To test whether a single dose of rP18tri-G/H might still be able to provide protection, we immunized mice once with the rP18tri-G/H virus at 103, 104, or 105 PFU through the i.p. route, and 14 days later, we challenged them with a lethal dose of the mouse-adapted A/PR8 influenza virus. All mice (n, 3 for each group) survived the lethal challenge without showing any significant body weight loss (Fig. 3G), demonstrating that even a single low dose of rP18tri-G/H (103 PFU) can protect mice from lethal influenza virus infection. As expected, mice immunized with the control rP18tri-G virus at 105 PFU succumbed to virus infection, as evidenced by their dramatic body weight loss (Fig. 3G).
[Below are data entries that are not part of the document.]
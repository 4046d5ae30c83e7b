//! Thresholds controlling marker detection and cluster merging

use anyhow::{bail, Error};

/// Per-gene detection thresholds used to decide whether a gene marks one cluster over another.
#[derive(Clone, Copy, Debug, PartialEq)]
#[cfg_attr(feature = "serde", derive(serde::Serialize, serde::Deserialize))]
pub struct MarkerParams {
    /// A cell detects a gene when its expression is strictly greater than this value
    pub expression_threshold: f64,
    /// Minimum fraction of the marked cluster's cells that must detect the gene
    pub target_proportion: f64,
    /// Maximum fraction of the other cluster's cells allowed to detect the gene
    pub other_proportion: f64,
}

impl MarkerParams {
    /// Check ranges: threshold finite and non-negative, proportions within [0, 1]
    pub fn validate(&self) -> Result<(), Error> {
        if !self.expression_threshold.is_finite() || self.expression_threshold < 0.0 {
            bail!(
                "expression_threshold must be a finite value >= 0, got {}",
                self.expression_threshold
            );
        }
        check_proportion("target_proportion", self.target_proportion)?;
        check_proportion("other_proportion", self.other_proportion)?;
        Ok(())
    }
}

fn check_proportion(name: &str, v: f64) -> Result<(), Error> {
    if !(0.0..=1.0).contains(&v) {
        bail!("{} must be within [0, 1], got {}", name, v);
    }
    Ok(())
}

/// Full parameter set for `curate_clusters`.
#[derive(Clone, Copy, Debug, PartialEq)]
#[cfg_attr(feature = "serde", derive(serde::Serialize, serde::Deserialize))]
pub struct CurationParams {
    #[cfg_attr(feature = "serde", serde(flatten))]
    pub markers: MarkerParams,
    /// Pairs with fewer marker genes (in the weaker direction) than this are merged
    pub min_marker_genes: usize,
    /// Pairs whose smaller cluster has fewer cells than this are merged
    pub min_cluster_size: usize,
    /// Safety cap on the number of passes. Defaults to the initial number of clusters.
    #[cfg_attr(feature = "serde", serde(default))]
    pub max_passes: Option<usize>,
}

impl CurationParams {
    pub fn validate(&self) -> Result<(), Error> {
        self.markers.validate()?;
        if self.min_cluster_size == 0 {
            bail!("min_cluster_size must be a positive integer");
        }
        if self.max_passes == Some(0) {
            bail!("max_passes must be positive when set");
        }
        Ok(())
    }
}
The rP18tri-G/H vaccine vector induces high neutralizing antibody titers.
We next evaluated the levels of rP18tri-G/H-induced neutralizing antibodies by using the well-established hemagglutination inhibition (HAI) assay. For all the C57BL/6 mice immunized with the control vector rP18tri-G, HAI titers were below the detection limit (data not shown). A single vaccination dose of the rP18tri-G/H virus at 1 × 105 PFU, given by the i.m., i.n., or i.p. route, induced high HAI titers, ranging from 40 to 160, levels comparable to those induced by the formalin-inactivated influenza A/PR8 virus (Fig. 4A). There was no significant difference in HAI titers among the different inoculation routes. Furthermore, a single inoculation of rP18tri-G/H at different dosages—1 × 103, 1 × 104, or 1 × 105 PFU—induced comparable levels of HAI titers (Fig. 4B), a result that correlates with the protective immunity elicited by these dosages (Fig. 3G). In addition to C57BL/6 mice, we showed that rP18tri-G/H could also induce high HAI titers in BALB/c mice and that the HAI titers increased after a second inoculation (boost) with the same vaccine vector (Fig. 4C). Similarly, guinea pigs immunized once with rP18tri-G/H (i.p.) produced high HAI titers (30 to 80) at 14 days after inoculation and even higher HAI titers (320 to 640) at 28 days (Fig. 4D). Taken together, our data suggest that the rP18tri-G/H vaccine vector can induce high levels of neutralizing antibodies in mice as well as in guinea pigs.
FIG 4.
The rP18tri-G/H vector induces high neutralizing antibody titers. (A) HAI titers of C57BL/6 mice immunized i.m. with the formalin-inactivated influenza A/PR8 virus (iPR8) or with rP18tri-G/H given via the i.m., i.n., or i.p. route. (B) HAI titers of C57BL/6 mice immunized i.m. with rP18tri-G/H at different doses. (C) HAI titers of BALB/c mice immunized i.m. with rP18tri-G/H, determined 14 days after priming and after a boost vaccination. (D) HAI titers of guinea pigs at 14 and 28 days after a single i.p. administration of rP18tri-G/H. Statistical analyses were conducted using one-way analysis of variance in GraphPad Prism software, version 5. **, P < 0.01; *, P < 0.05; ns, not statistically significant.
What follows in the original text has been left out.